GIVEN DATA →
//! Development URL map and its middleware.
//!
//! Every page written during a dev build is recorded under its normalized
//! URL. Requests are normalized the same way and answered from the map,
//! with the hydration transform applied at request time.

use super::HtmlTransformer;
use crate::{
    middleware::{DevRequest, DevResponse, Middleware, strip_path_prefix},
    utils::fs::to_slash_relative,
};
use anyhow::Result;
use parking_lot::RwLock;
use rustc_hash::FxHashMap;
use std::{
    path::{Path, PathBuf},
    sync::{
        Arc,
        atomic::{AtomicU64, Ordering},
    },
};

/// Canonical map key for a request URL or an output-relative path.
///
/// `/blog/post/`, `blog/post/index.html` and `/blog/post/index` all become
/// `blog/post`; the site root becomes the empty string.
pub fn normalize_url(path: &str) -> String {
    let raw = path.split(['?', '#']).next().unwrap_or_default();
    let decoded = urlencoding::decode(raw)
        .map(std::borrow::Cow::into_owned)
        .unwrap_or_else(|_| raw.to_owned());
    let slashed = decoded.replace('\\', "/");

    let key = slashed.trim_matches('/');
    let key = key.strip_suffix(".html").unwrap_or(key);
    let key = if key == "index" {
        ""
    } else {
        key.strip_suffix("/index").unwrap_or(key)
    };
    key.trim_matches('/').to_owned()
}

/// A page produced by the latest dev build.
#[derive(Debug, Clone, PartialEq, Eq)]
pub struct UrlEntry {
    pub output_path: PathBuf,
    /// Untransformed page markup.
    pub content: String,
    generation: u64,
}

/// Normalized URL → latest output for that URL.
///
/// Entries are overwritten, not cleared, when a build starts, so requests
/// during a rebuild still see the previous page. Pages that a finished build
/// did not write again are pruned.
#[derive(Debug, Default)]
pub struct UrlTransformMap {
    entries: RwLock<FxHashMap<String, UrlEntry>>,
    generation: AtomicU64,
}

impl UrlTransformMap {
    pub fn new() -> Self {
        Self::default()
    }

    /// Start a new build generation.
    pub fn begin_build(&self) {
        self.generation.fetch_add(1, Ordering::SeqCst);
    }

    /// Drop entries not written since [`begin_build`](Self::begin_build).
    pub fn prune(&self) -> usize {
        let current = self.generation.load(Ordering::SeqCst);
        let mut entries = self.entries.write();
        let before = entries.len();
        entries.retain(|_, entry| entry.generation == current);
        before - entries.len()
    }

    /// Record `output_path` under its URL. Last write for a URL wins.
    pub fn insert(&self, output_dir: &Path, output_path: &Path, content: String) -> String {
        let rel = to_slash_relative(output_path, output_dir)
            .unwrap_or_else(|| output_path.to_string_lossy().into_owned());
        let key = normalize_url(&rel);
        let entry = UrlEntry {
            output_path: output_path.to_path_buf(),
            content,
            generation: self.generation.load(Ordering::SeqCst),
        };
        self.entries.write().insert(key.clone(), entry);
        key
    }

    /// Entry for a request path, normalized the same way as on insert.
    pub fn get(&self, url: &str) -> Option<UrlEntry> {
        self.entries.read().get(&normalize_url(url)).cloned()
    }

    pub fn len(&self) -> usize {
        self.entries.read().len()
    }
}

/// Answers requests whose URL the last build produced.
pub struct UrlMapMiddleware {
    map: Arc<UrlTransformMap>,
    transformer: Arc<HtmlTransformer>,
    path_prefix: String,
}

impl UrlMapMiddleware {
    pub fn new(map: Arc<UrlTransformMap>, transformer: Arc<HtmlTransformer>, path_prefix: &str) -> Self {
        Self {
            map,
            transformer,
            path_prefix: format!("/{}", path_prefix.trim_matches('/')),
        }
    }
}

impl Middleware for UrlMapMiddleware {
    fn handle(&self, request: &DevRequest) -> Result<Option<DevResponse>> {
        if !matches!(request.method.as_str(), "GET" | "HEAD") {
            return Ok(None);
        }

        let path = request.path();
        let Some(path) = strip_path_prefix(&path, &self.path_prefix) else {
            return Ok(None);
        };
        let Some(entry) = self.map.get(path) else {
            return Ok(None);
        };

        let html = self.transformer.transform(&entry.content, &entry.output_path)?;
        Ok(Some(DevResponse::html(html)))
    }
}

ACTIVITY →
Count the lines of the data that include the string "page", and give only that number.

TASK OUTPUT →
4